Posted on:1989-11-06Degree:Ph.DType:Dissertation
University:Temple UniversityCandidate:Bergesen, Frances LynnFull Text:PDF
GTID:1475390017956190Subject:English literature
Abstract/Summary:
Struggling with the conflicting demands of an androgynous nature in a rigidly gender-defined society, Mary Anne Evans eventually actualized her powerful intellect and ambitions in her career as George Eliot, a female writer using a male pseudonym and, in the beginning, a male persona as narrator. She reached beyond restrictive social mores through creative explorations of androgynous consciousness.;In The Mill on the Floss Eliot's depiction of the Tullivers and Dodsons reveals that they are victims of artificial sex-roles that distort human judgment and fragment the psyche.

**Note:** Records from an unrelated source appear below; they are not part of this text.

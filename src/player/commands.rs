// Copyright (C) 2026  Caprica Software Limited
//
// This program is free software: you can redistribute it and/or modify
// it under the terms of the GNU General Public License as published by
// the Free Software Foundation, either version 3 of the License, or
// (at your option) any later version.
//
// This program is distributed in the hope that it will be useful,
// but WITHOUT ANY WARRANTY; without even the implied warranty of
// MERCHANTABILITY or FITNESS FOR A PARTICULAR PURPOSE.  See the
// GNU General Public License for more details.
//
// You should have received a copy of the GNU General Public License
// along with this program.  If not, see <https://www.gnu.org/licenses/>.

//! MPV-backed audio playback engine and event processing.
//!
//! This module provides the core audio playback logic, leveraging `libmpv` for
//! high-quality audio decoding and playback control. It manages a background
//! worker thread that bridges the gap between the application's command-based
//! interface and the low-level MPV property observation system.
//!
//! # Architecture
//!
//! The engine operates using a dual-channel communication pattern:
//! 1. **Command Channel**: Receives [`AudioPlayerCommand`]s from the UI to
//!    control playback (play, pause, seek, etc.).
//! 2. **Event Channel**: Broadcasts [`AppEvent`]s to notify the UI of state
//!    changes, such as track progress, volume updates, and metadata changes.

use anyhow::{Context, Result};
use mpv::Format;
use std::{
    sync::mpsc::{Receiver, TryRecvError},
    thread,
};
use tokio::sync::mpsc::UnboundedSender;

use crate::{
    actions::events::AppEvent,
    player::{AudioPlayer, PlayerState},
};

#[derive(Debug)]
pub(crate) enum AudioPlayerCommand {
    /// Replace the current file, paused until resumed.
    Load(String),
    Resume,
    Restart,
    TogglePause,
    Seek(i32),
    Stop,
    AdjustVolume(i32),
    ToggleMute,
}

/// Spawns the audio worker thread to process playback commands.
///
/// This function takes ownership of the command receiver and the event sender,
/// moving them into a dedicated background thread.
///
/// If the internal worker returns an error, it is caught here and broadcast as
/// a fatal application event.
///
/// # Arguments
///
/// * `command_rx` - The receiving end of the player command channel.
/// * `event_tx` - The channel used to broadcast playback updates and errors.
pub(crate) fn spawn_player_worker(
    command_rx: Receiver<AudioPlayerCommand>,
    event_tx: UnboundedSender<AppEvent>,
) {
    let error_tx = event_tx.clone();

    thread::spawn(move || {
        if let Err(e) = audio_player_worker(command_rx, event_tx) {
            let _ = error_tx.send(AppEvent::FatalError(format!("MPV worker failure: {:?}", e)));
        }
    });
}

/// The primary execution loop for the audio player backend.
///
/// This function initializes a local `libmpv` context and enters a multi-loop
/// select pattern to handle incoming commands and outgoing events
/// simultaneously.
///
/// # Arguments
///
/// * `command_rx` - The receiving end of a channel for incoming player commands.
/// * `event_tx` - The sending end of a channel for broadcasting
///    application-level events.
///
/// # Errors
///
/// Returns an error if the MPV context fails to initialize or if the internal
/// command/event loops encounter an unrecoverable failure.
fn audio_player_worker(
    command_rx: Receiver<AudioPlayerCommand>,
    event_tx: UnboundedSender<AppEvent>,
) -> Result<()> {
    let mut handler = (|| {
        let mut builder = mpv::MpvHandlerBuilder::new().context("Failed to create MPV builder")?;
        builder
            .set_option("vo", "null")
            .context("Failed to set no video output")?;
        builder.build().context("Failed to build MPV handler")
    })()?;

    handler
        .observe_property::<f64>("duration", 0)
        .context("Failed to observe duration")?;
    handler
        .observe_property::<bool>("pause", 0)
        .context("Failed to observe pause")?;
    handler
        .observe_property::<f64>("time-pos", 0)
        .context("Failed to observe time-pos")?;
    handler
        .observe_property::<f64>("volume", 0)
        .context("Failed to observe volume")?;
    handler
        .observe_property::<f64>("idle-active", 0)
        .context("Failed to observe idle-active")?;

    let mut is_paused = false;
    let mut is_idle = true;

    let mut player_state = PlayerState::Stopped;

    loop {
        if !process_commands(&mut handler, &command_rx)? {
            return Ok(());
        }
        process_mpv_events(
            &mut handler,
            &mut is_paused,
            &mut is_idle,
            &mut player_state,
            &event_tx,
        )?;
    }
}

/// Drains and executes all pending commands from the application channel.
///
/// Returns `false` once the player handle has been dropped.
fn process_commands(
    handler: &mut mpv::MpvHandler,
    command_rx: &Receiver<AudioPlayerCommand>,
) -> Result<bool> {
    loop {
        let command = match command_rx.try_recv() {
            Ok(command) => command,
            Err(TryRecvError::Empty) => return Ok(true),
            Err(TryRecvError::Disconnected) => return Ok(false),
        };

        match command {
            AudioPlayerCommand::Load(filename) => {
                handler
                    .command(&["loadfile", &filename, "replace"])
                    .context(format!("Failed to load file: {}", &filename))?;
            }
            AudioPlayerCommand::Resume => {
                handler.set_property("pause", false)?;
            }
            AudioPlayerCommand::Restart => {
                handler.command(&["seek", "0", "absolute"])?;
            }
            AudioPlayerCommand::TogglePause => {
                handler.command(&["cycle", "pause"])?;
            }
            AudioPlayerCommand::Seek(delta) => {
                handler.command(&["seek", &delta.to_string(), "relative"])?;
            }
            AudioPlayerCommand::Stop => {
                handler.command(&["stop"])?;
            }
            AudioPlayerCommand::AdjustVolume(delta) => {
                handler.command(&["add", "volume", &delta.to_string()])?;
            }
            AudioPlayerCommand::ToggleMute => {
                handler.command(&["cycle", "mute"])?;
            }
        }
    }
}

/// Polls for MPV events and synchronizes the application state.
///
/// This function waits for up to 50ms for an event from the MPV context.
/// If an event occurs, it updates internal flags and broadcasts any necessary
/// [`AppEvent`]s to the UI.
fn process_mpv_events(
    handler: &mut mpv::MpvHandler,
    is_paused: &mut bool,
    is_idle: &mut bool,
    current_state: &mut PlayerState,
    event_tx: &UnboundedSender<AppEvent>,
) -> Result<()> {
    if let Some(mpv_event) = handler.wait_event(0.05) {
        let app_event = match mpv_event {
            mpv::Event::PropertyChange { name, change, .. } => match (name, change) {
                ("duration", Format::Double(duration)) => {
                    Some(AppEvent::DurationChanged(duration as u64))
                }
                ("pause", Format::Flag(pause)) => {
                    *is_paused = pause;
                    None
                }
                ("time-pos", Format::Double(seconds)) if seconds >= 0.0 => {
                    Some(AppEvent::TimeChanged(seconds))
                }
                ("volume", Format::Double(volume)) => {
                    Some(AppEvent::VolumeChanged(volume.round() as u32))
                }
                ("idle-active", Format::Flag(idle_active)) => {
                    *is_idle = idle_active;
                    None
                }
                _ => None,
            },
            mpv::Event::EndFile(Ok(mpv::EndFileReason::MPV_END_FILE_REASON_EOF)) => {
                Some(AppEvent::TrackFinished)
            }
            _ => None,
        };

        let new_player_state = AudioPlayer::player_state(*is_paused, *is_idle);

        if new_player_state != *current_state {
            *current_state = new_player_state;
            event_tx
                .send(AppEvent::PlayerStateChanged(new_player_state))
                .context("Failed to send player state event")?;
        }

        if let Some(event) = app_event {
            event_tx.send(event).context("Failed to send event")?;
        }
    }

    Ok(())
}
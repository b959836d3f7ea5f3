// Copyright (C) 2026  Caprica Software Limited
//
// This program is free software: you can redistribute it and/or modify
// it under the terms of the GNU General Public License as published by
// the Free Software Foundation, either version 3 of the License, or
// (at your option) any later version.
//
// This program is distributed in the hope that it will be useful,
// but WITHOUT ANY WARRANTY; without even the implied warranty of
// MERCHANTABILITY or FITNESS FOR A PARTICULAR PURPOSE.  See the
// GNU General Public License for more details.
//
// You should have received a copy of the GNU General Public License
// along with this program.  If not, see <https://www.gnu.org/licenses/>.

//! UI rendering logic for form modals.
//!
//! The modal is drawn centred over whatever is underneath it, one bordered
//! input per field, with the cursor placed in the focused input.

use ratatui::{
    Frame,
    layout::{Constraint, Direction, Layout, Rect},
    style::Style,
    text::Line,
    widgets::{Block, Borders, Clear, Padding, Paragraph},
};

use crate::{
    components::FormModal,
    render::{Render, centered},
    theme::Theme,
};

const MODAL_WIDTH: u16 = 60;

impl Render for FormModal {
    fn draw(&mut self, f: &mut Frame, area: Rect, theme: &Theme) {
        // Three rows per field, plus the error line and the hint line
        let height = self.fields.len() as u16 * 3 + 4;
        let popup = centered(area, MODAL_WIDTH, height);

        f.render_widget(Clear, popup);

        let block = Block::default()
            .title(format!(" {} ", self.title))
            .borders(Borders::ALL)
            .border_style(Style::default().fg(theme.accent_colour))
            .style(Style::default().bg(theme.background_colour))
            .padding(Padding::horizontal(1));

        let inner = block.inner(popup);
        f.render_widget(block, popup);

        let mut constraints: Vec<Constraint> =
            self.fields.iter().map(|_| Constraint::Length(3)).collect();
        constraints.push(Constraint::Length(1));
        constraints.push(Constraint::Length(1));

        let rows = Layout::default()
            .direction(Direction::Vertical)
            .constraints(constraints)
            .split(inner);

        for (i, field) in self.fields.iter().enumerate() {
            let focused = i == self.focus;
            let border_colour = if focused {
                theme.accent_colour
            } else {
                theme.border_colour
            };

            let label = if field.required {
                format!(" {} * ", field.label)
            } else {
                format!(" {} ", field.label)
            };

            let input_block = Block::default()
                .title(label)
                .borders(Borders::ALL)
                .border_style(Style::default().fg(border_colour));

            let input_area = input_block.inner(rows[i]);
            let scroll = field.input.visual_scroll(input_area.width.saturating_sub(1) as usize);

            f.render_widget(
                Paragraph::new(field.input.value())
                    .scroll((0, scroll as u16))
                    .block(input_block),
                rows[i],
            );

            if focused {
                let cursor = field.input.visual_cursor().saturating_sub(scroll) as u16;
                f.set_cursor_position((input_area.x + cursor, input_area.y));
            }
        }

        let error_row = rows[self.fields.len()];
        if let Some(error) = &self.error {
            f.render_widget(
                Paragraph::new(Line::from(error.as_str())).style(Style::default().fg(theme.error_colour)),
                error_row,
            );
        }

        f.render_widget(
            Paragraph::new("Enter save | Tab next field | Esc cancel")
                .style(Style::default().fg(theme.border_colour)),
            rows[self.fields.len() + 1],
        );
    }
}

Against this background of gender-distinctions, Eliot traces the psychological development of the Tulliver children, whose natural androgynous impulses are repressed and modified by their culture. As the emerging patriarch, Tom Tulliver finds positive reinforcement and a free range for self-expression. Maggie, on the other hand, meets continual resistance to self-actualization and suffers debasing lessons in the supposed natural inferiority of women. Nevertheless, through painful experience she develops a positive empathic ability. By mid-novel, the Tulliver children have learned to view the world from gender-defined perspectives.;The second half of The Mill on the Floss is a powerful symbolic expression of androgynous fulfillment. Maggie fully realizes her androgynous nature through her spiritual rescue of Tom during the flood, the symbolic equivalent to those forces against which she has struggled throughout the novel. In an act of human fellowship, this modern Antigone awakens Tom to a higher consciousness that fuses undifferentiated feeling with differentiated reason. Nevertheless, Eliot's vision remains essentially tragic. Eliot's short description of the continued strength of established roles and her ironic epitaph at the end undercut the novel's transcendent moment, implying that androgynous conciousness is powerless to be born in the time-bound, historic patriarchy, which ultimately is as indifferent to human spiritual development as nature.;After working through her tragic view of mankind's inevitably slow evolution in The Mill on the Floss, Eliot expressed the possibility for androgynous fulfillment on a personal level in Middlemarch and on a personal and public level in Daniel Deronda.